🤖 AI Summary
This work addresses the limitations of existing large language models in the Indian financial ecosystem—particularly in domains such as digital payments, transaction disputes, and authorization management—and the absence of multilingual models supporting English, Hindi, and Hinglish. To bridge this gap, the authors present FiMI, the first large multilingual model tailored for Indian financial scenarios, built upon the Mistral Small 24B architecture. FiMI is developed through continued pretraining on 68 billion tokens of multilingual financial and synthetic data, followed by instruction tuning for multi-turn tool-augmented dialogues and domain-specific supervised fine-tuning. Experimental results demonstrate that FiMI Base outperforms baseline models by 20% on financial reasoning benchmarks, while FiMI Instruct achieves an 87% improvement in tool-calling tasks, all while maintaining competitive general-purpose capabilities.
📝 Abstract
We present FiMI (Finance Model for India), a domain-specialized financial language model developed for Indian digital payment systems. We develop two model variants: FiMI Base and FiMI Instruct.
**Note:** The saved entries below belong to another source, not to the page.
use chrono::{Duration, NaiveDate, Utc};
use fit_coach::models::{
    ActivityLevel, GoalPreferences, GoalType, PlanRequest, PlanStatus, Sex, UserProfile,
};
use fit_coach::services::macro_allocator::validate_macros;
use fit_coach::services::plan_assembler::assemble;
use pretty_assertions::assert_eq;
use uuid::Uuid;

fn profile() -> UserProfile {
    let user_id = Uuid::new_v4();
    UserProfile {
        id: Uuid::new_v4(),
        user_id,
        birthdate: NaiveDate::from_ymd_opt(1994, 1, 15),
        age_years: None,
        height_cm: 180.3,
        weight_kg: 88.4,
        sex: Sex::Male,
        created_at: Utc::now(),
        updated_at: Utc::now(),
    }
}

fn preferences(user_id: Uuid) -> GoalPreferences {
    GoalPreferences {
        user_id,
        goal_type: GoalType::Lose,
        weekly_change_kg: -0.5,
        target_weight_kg: None,
        activity_level: ActivityLevel::Moderate,
        workout_days_per_week: None,
        created_at: Utc::now(),
        updated_at: Utc::now(),
    }
}

/// End-to-end generation scenario: 88.4 kg, 180.3 cm, age 30, male,
/// moderate activity, losing 0.5 kg/week over a 14-day request.
#[test]
fn two_week_weight_loss_plan() {
    let profile = profile();
    let prefs = preferences(profile.user_id);
    let request = PlanRequest {
        start_date: NaiveDate::from_ymd_opt(2024, 3, 4).unwrap(),
        requested_days: 14,
        target_loss_lb: None,
        goal_override: None,
    };

    let bundle = assemble(&profile, &prefs, &request);

    // BMR = 10*88.4 + 6.25*180.3 - 5*30 + 5 = 1865.875
    // TDEE = 1865.875 * 1.55, truncated
    let expected_tdee = (1865.875_f64 * 1.55) as i32;
    assert_eq!(bundle.targets.tdee, expected_tdee);

    // Daily deficit of 0.5 * 7700 / 7 = 550 kcal
    let expected_target = (1865.875 * 1.55 - 550.0) as i32;
    assert_eq!(bundle.targets.calorie_target, expected_target);
    assert!(bundle.targets.calorie_target >= 1200);

    // 0.5 kg/week sits inside the [0.442, 0.884] safe window for 88.4 kg,
    // so the request is not extended
    assert_eq!(bundle.days.len(), 14);
    assert_eq!(
        bundle.end_date,
        request.start_date + Duration::days(13)
    );

    // Default weight-loss cycle: four training slots plus one rest day
    assert_eq!(bundle.cycle.len(), 5);

    // 14 days means a single calorie block: no decrement anywhere
    assert!(bundle
        .days
        .iter()
        .all(|d| d.calorie_target == bundle.targets.calorie_target));

    assert_eq!(bundle.status, PlanStatus::Proposed);
    assert!(!bundle.targets.low_confidence);
    assert!(validate_macros(&bundle.targets.macros, bundle.targets.calorie_target));
    assert!(bundle.targets.step_goal > 0);
    assert!(bundle.targets.calorie_formula.contains("Mifflin-St Jeor"));
}

#[test]
fn checkpoints_descend_toward_the_derived_target() {
    let profile = profile();
    let prefs = preferences(profile.user_id);
    let request = PlanRequest {
        start_date: NaiveDate::from_ymd_opt(2024, 3, 4).unwrap(),
        requested_days: 14,
        target_loss_lb: None,
        goal_override: None,
    };

    let bundle = assemble(&profile, &prefs, &request);

    assert!(!bundle.checkpoints.is_empty());
    let mut previous = profile.weight_kg;
    for checkpoint in &bundle.checkpoints {
        assert!(checkpoint.expected_weight_kg < previous);
        let half = checkpoint.max_weight_kg - checkpoint.expected_weight_kg;
        assert!((half - 0.01 * profile.weight_kg).abs() < 1e-9);
        previous = checkpoint.expected_weight_kg;
    }
}

#[test]
fn goal_override_beats_stored_preference() {
    let profile = profile();
    let prefs = preferences(profile.user_id);
    let request = PlanRequest {
        start_date: NaiveDate::from_ymd_opt(2024, 3, 4).unwrap(),
        requested_days: 28,
        target_loss_lb: None,
        goal_override: Some(GoalType::Maintain),
    };

    let bundle = assemble(&profile, &prefs, &request);

    assert_eq!(bundle.targets.goal_type, GoalType::Maintain);
    // Maintenance plans never auto-decrement
    assert!(bundle
        .days
        .iter()
        .all(|d| d.calorie_target == bundle.targets.calorie_target));
}

#[test]
fn day_schedule_cycles_through_the_generated_pattern() {
    let profile = profile();
    let prefs = preferences(profile.user_id);
    let request = PlanRequest {
        start_date: NaiveDate::from_ymd_opt(2024, 3, 4).unwrap(),
        requested_days: 21,
        target_loss_lb: None,
        goal_override: None,
    };

    let bundle = assemble(&profile, &prefs, &request);
    let cycle_length = bundle.cycle.len();
    for (i, day) in bundle.days.iter().enumerate() {
        assert_eq!(day.workout.label, bundle.cycle[i % cycle_length].label);
    }
}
FiMI adapts the Mistral Small 24B architecture through a multi-stage training pipeline, beginning with continuous pre-training on 68 Billion tokens of curated financial, multilingual (English, Hindi, Hinglish), and synthetic data. This is followed by instruction fine-tuning and domain-specific supervised fine-tuning focused on multi-turn, tool-driven conversations that model real-world workflows, such as transaction disputes and mandate lifecycle management. Evaluations reveal that FiMI Base achieves a 20% improvement over the Mistral Small 24B Base model on finance reasoning benchmark, while FiMI Instruct outperforms the Mistral Small 24B Instruct model by 87% on domain-specific tool-calling. Moreover, FiMI achieves these significant domain gains while maintaining comparable performance to models of similar size on general benchmarks.